● YOUR TASK: Read the material below. Count the lines containing "DatabaseConfig" and give that count alone.

● STUDY MATERIAL:
• • • •
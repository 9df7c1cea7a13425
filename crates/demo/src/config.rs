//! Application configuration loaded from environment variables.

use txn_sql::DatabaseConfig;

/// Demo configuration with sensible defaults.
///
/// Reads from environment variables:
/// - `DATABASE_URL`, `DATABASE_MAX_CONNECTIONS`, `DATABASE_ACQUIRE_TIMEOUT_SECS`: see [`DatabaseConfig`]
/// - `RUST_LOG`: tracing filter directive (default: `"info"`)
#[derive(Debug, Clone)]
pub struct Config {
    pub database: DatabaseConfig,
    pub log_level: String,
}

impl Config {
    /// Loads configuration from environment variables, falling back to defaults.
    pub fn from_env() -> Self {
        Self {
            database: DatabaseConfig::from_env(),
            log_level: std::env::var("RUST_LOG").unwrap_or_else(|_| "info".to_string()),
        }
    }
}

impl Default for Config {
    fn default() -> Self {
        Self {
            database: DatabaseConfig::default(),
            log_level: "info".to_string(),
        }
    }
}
• • • •
● ANSWER FOR THE TASK: 5